__TRY IT__
The entries below must be restated word for word.

__PROVIDED RECORDS__
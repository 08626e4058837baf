use assert_matches::assert_matches;
use serde_json::json;
use wiremock::{MockServer, Mock, ResponseTemplate};
use wiremock::matchers::{body_json, method, path, query_param};

use shared_api::ClinicApiClient;
use shared_models::auth::{LoginRequest, RegisterRequest};
use shared_models::booking::BookingRequest;
use shared_models::ClientError;
use shared_utils::test_utils::{MockClinicResponses, TestConfig};

fn client_for(server: &MockServer) -> ClinicApiClient {
    ClinicApiClient::new(&TestConfig::with_server(&server.uri()).to_app_config())
}

#[tokio::test]
async fn test_get_slots_passes_date_query() {
    let mock_server = MockServer::start().await;

    Mock::given(method("GET"))
        .and(path("/slots"))
        .and(query_param("date", "2024-01-01"))
        .respond_with(ResponseTemplate::new(200).set_body_json(MockClinicResponses::sample_day()))
        .expect(1)
        .mount(&mock_server)
        .await;

    let slots = client_for(&mock_server).get_slots("2024-01-01").await.unwrap();

    assert_eq!(slots.len(), 2);
    assert_eq!(slots[0].time, "9:00");
    assert!(!slots[0].is_booked);
    assert!(slots[1].is_booked);
}

#[tokio::test]
async fn test_book_sends_camel_case_payload() {
    let mock_server = MockServer::start().await;

    Mock::given(method("POST"))
        .and(path("/book"))
        .and(body_json(json!({
            "slotId": 1,
            "name": "alice",
            "age": "30",
            "gender": "Female",
            "phone": "555-0100",
            "doctor": "Dr. Byrne",
            "date": "2024-01-01"
        })))
        .respond_with(ResponseTemplate::new(201).set_body_json(json!({})))
        .expect(1)
        .mount(&mock_server)
        .await;

    let request = BookingRequest {
        slot_id: 1,
        name: "alice".to_string(),
        age: "30".to_string(),
        gender: "Female".to_string(),
        phone: "555-0100".to_string(),
        doctor: "Dr. Byrne".to_string(),
        date: "2024-01-01".to_string(),
    };

    assert!(client_for(&mock_server).book(&request).await.is_ok());
}

#[tokio::test]
async fn test_rejection_surfaces_server_message() {
    let mock_server = MockServer::start().await;

    Mock::given(method("POST"))
        .and(path("/login"))
        .respond_with(ResponseTemplate::new(401)
            .set_body_json(MockClinicResponses::error_response("Invalid credentials")))
        .mount(&mock_server)
        .await;

    let result = client_for(&mock_server)
        .login(&LoginRequest { username: "bob".to_string(), password: "nope".to_string() })
        .await;

    assert_matches!(
        result,
        Err(ClientError::Rejected { status: 401, ref message }) if message == "Invalid credentials"
    );
}

#[tokio::test]
async fn test_rejection_without_message_uses_status_reason() {
    let mock_server = MockServer::start().await;

    Mock::given(method("POST"))
        .and(path("/register"))
        .respond_with(ResponseTemplate::new(409).set_body_json(json!({ "error": "dup" })))
        .mount(&mock_server)
        .await;

    let result = client_for(&mock_server)
        .register(&RegisterRequest {
            username: "bob".to_string(),
            password: "pw".to_string(),
            email: "bob@example.com".to_string(),
            phone: "555".to_string(),
        })
        .await;

    assert_matches!(
        result,
        Err(ClientError::Rejected { status: 409, ref message }) if message == "Conflict"
    );
}

#[tokio::test]
async fn test_non_json_body_is_decode_error() {
    let mock_server = MockServer::start().await;

    Mock::given(method("GET"))
        .and(path("/my-bookings"))
        .respond_with(ResponseTemplate::new(200).set_body_string("<html>oops</html>"))
        .mount(&mock_server)
        .await;

    let result = client_for(&mock_server).my_bookings("alice").await;

    assert_matches!(result, Err(ClientError::Decode(_)));
}

#[tokio::test]
async fn test_unreachable_server_is_transport_error() {
    // Nothing listens on port 9 (discard) in the test environment.
    let config = TestConfig::with_server("http://127.0.0.1:9").to_app_config();
    let result = ClinicApiClient::new(&config).get_slots("2024-01-01").await;

    assert_matches!(result, Err(ClientError::Transport(_)));
}

#[tokio::test]
async fn test_my_bookings_passes_username() {
    let mock_server = MockServer::start().await;

    Mock::given(method("GET"))
        .and(path("/my-bookings"))
        .and(query_param("name", "alice"))
        .respond_with(ResponseTemplate::new(200).set_body_json(json!([
            MockClinicResponses::booking("9:00", "2024-01-01", "Dr. Byrne")
        ])))
        .expect(1)
        .mount(&mock_server)
        .await;

    let bookings = client_for(&mock_server).my_bookings("alice").await.unwrap();

    assert_eq!(bookings.len(), 1);
    assert_eq!(bookings[0].doctor_name, "Dr. Byrne");
}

__REPLY TO THE TASK__
repository 08626e4058837baf
use assert_matches::assert_matches;
use serde_json::json;
use wiremock::{MockServer, Mock, ResponseTemplate};
use wiremock::matchers::{body_json, method, path, query_param};

use shared_api::ClinicApiClient;
use shared_models::auth::{LoginRequest, RegisterRequest};
use shared_models::booking::BookingRequest;
use shared_models::ClientError;
use shared_utils::test_utils::{MockClinicResponses, TestConfig};

fn client_for(server: &MockServer) -> ClinicApiClient {
    ClinicApiClient::new(&TestConfig::with_server(&server.uri()).to_app_config())
}

#[tokio::test]
async fn test_get_slots_passes_date_query() {
    let mock_server = MockServer::start().await;

    Mock::given(method("GET"))
        .and(path("/slots"))
        .and(query_param("date", "2024-01-01"))
        .respond_with(ResponseTemplate::new(200).set_body_json(MockClinicResponses::sample_day()))
        .expect(1)
        .mount(&mock_server)
        .await;

    let slots = client_for(&mock_server).get_slots("2024-01-01").await.unwrap();

    assert_eq!(slots.len(), 2);
    assert_eq!(slots[0].time, "9:00");
    assert!(!slots[0].is_booked);
    assert!(slots[1].is_booked);
}

#[tokio::test]
async fn test_book_sends_camel_case_payload() {
    let mock_server = MockServer::start().await;

    Mock::given(method("POST"))
        .and(path("/book"))
        .and(body_json(json!({
            "slotId": 1,
            "name": "alice",
            "age": "30",
            "gender": "Female",
            "phone": "555-0100",
            "doctor": "Dr. Byrne",
            "date": "2024-01-01"
        })))
        .respond_with(ResponseTemplate::new(201).set_body_json(json!({})))
        .expect(1)
        .mount(&mock_server)
        .await;

    let request = BookingRequest {
        slot_id: 1,
        name: "alice".to_string(),
        age: "30".to_string(),
        gender: "Female".to_string(),
        phone: "555-0100".to_string(),
        doctor: "Dr. Byrne".to_string(),
        date: "2024-01-01".to_string(),
    };

    assert!(client_for(&mock_server).book(&request).await.is_ok());
}

#[tokio::test]
async fn test_rejection_surfaces_server_message() {
    let mock_server = MockServer::start().await;

    Mock::given(method("POST"))
        .and(path("/login"))
        .respond_with(ResponseTemplate::new(401)
            .set_body_json(MockClinicResponses::error_response("Invalid credentials")))
        .mount(&mock_server)
        .await;

    let result = client_for(&mock_server)
        .login(&LoginRequest { username: "bob".to_string(), password: "nope".to_string() })
        .await;

    assert_matches!(
        result,
        Err(ClientError::Rejected { status: 401, ref message }) if message == "Invalid credentials"
    );
}

#[tokio::test]
async fn test_rejection_without_message_uses_status_reason() {
    let mock_server = MockServer::start().await;

    Mock::given(method("POST"))
        .and(path("/register"))
        .respond_with(ResponseTemplate::new(409).set_body_json(json!({ "error": "dup" })))
        .mount(&mock_server)
        .await;

    let result = client_for(&mock_server)
        .register(&RegisterRequest {
            username: "bob".to_string(),
            password: "pw".to_string(),
            email: "bob@example.com".to_string(),
            phone: "555".to_string(),
        })
        .await;

    assert_matches!(
        result,
        Err(ClientError::Rejected { status: 409, ref message }) if message == "Conflict"
    );
}

#[tokio::test]
async fn test_non_json_body_is_decode_error() {
    let mock_server = MockServer::start().await;

    Mock::given(method("GET"))
        .and(path("/my-bookings"))
        .respond_with(ResponseTemplate::new(200).set_body_string("<html>oops</html>"))
        .mount(&mock_server)
        .await;

    let result = client_for(&mock_server).my_bookings("alice").await;

    assert_matches!(result, Err(ClientError::Decode(_)));
}

#[tokio::test]
async fn test_unreachable_server_is_transport_error() {
    // Nothing listens on port 9 (discard) in the test environment.
    let config = TestConfig::with_server("http://127.0.0.1:9").to_app_config();
    let result = ClinicApiClient::new(&config).get_slots("2024-01-01").await;

    assert_matches!(result, Err(ClientError::Transport(_)));
}

#[tokio::test]
async fn test_my_bookings_passes_username() {
    let mock_server = MockServer::start().await;

    Mock::given(method("GET"))
        .and(path("/my-bookings"))
        .and(query_param("name", "alice"))
        .respond_with(ResponseTemplate::new(200).set_body_json(json!([
            MockClinicResponses::booking("9:00", "2024-01-01", "Dr. Byrne")
        ])))
        .expect(1)
        .mount(&mock_server)
        .await;

    let bookings = client_for(&mock_server).my_bookings("alice").await.unwrap();

    assert_eq!(bookings.len(), 1);
    assert_eq!(bookings[0].doctor_name, "Dr. Byrne");
}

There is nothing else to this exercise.